His shots, normally the benchmark for ‘early-risers’ (my term of endearment for players that take the ball early), normally so reliable, looked largely tentative and ineffectual out there . And that way it remained, until the awesomeness that ensued in the second half of the final set.


All quite shocking really, when you consider how well he’d been serving all week, but against Big Rob in particular. His serve and net play have been much improved over the last year and a half, and Federer quite rightly drew attention in the pre-match interview to the fact that the last time they played was at Estoril last year – a match they didn’t even get to complete.


All the other losses were accrued at a time when Davy was as metronomic as ever, but maybe a little more thoughtless as regards point construction – not that dissimilar to Dementieva actually, with the amount of balls that landed aimlessly down the middle – and certainly far from the polished article we’ve seen this week.

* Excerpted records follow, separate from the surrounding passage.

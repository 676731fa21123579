//! Redis Streams job queue.
//!
//! This crate provides:
//! - Video processing jobs with idempotency keys
//! - Enqueueing with one-hour deduplication
//! - Consumer-group consumption, reclaiming of abandoned messages
//! - Retry counting and a dead-letter stream

pub mod error;
pub mod job;
pub mod queue;

pub use error::{QueueError, QueueResult};
pub use job::{ProcessVideoJob, QueueJob};
pub use queue::{JobQueue, QueueConfig};
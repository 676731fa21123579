//! Shared data models for the Stash media backend.
//!
//! This crate provides Serde-serializable types for:
//! - Video records and their processing status
//! - Attachments (original, poster, transcoded) and upload validation
//! - Encoding configuration for web playback
//! - Job identifiers

pub mod attachment;
pub mod encoding;
pub mod job;
pub mod upload;
pub mod video;

// Re-export common types
pub use attachment::{attachment_key, AttachmentKind, AttachmentRef};
pub use encoding::EncodingConfig;
pub use job::JobId;
pub use upload::{validate_original_upload, UploadError};
pub use video::{
    RecordError, ShortCode, ShortCodeError, VideoId, VideoMetadata, VideoRecord, VideoStatus,
};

Fed raised his game in the second and third, just like he has in all his matches this week, and had he not gone origami on us so conspicuously in that first set, maybe it would have been a straights dismissal after all.


I liked it that Davy pulled himself together in those final four or five games, where he, not so much raised his level drastically, as much as he played to the form Eduardo know he’s capable of, and I for one, love to see.


But, like Eduardo, I would have much preferred to have seen the Kolya that raced out of the blocks today, quickly extinguishing any rays of hope Delpo might have entertained.


We may see it yet – he’s not the first and certainly won’t be the last player to have fully blossomed during his last few years on tour.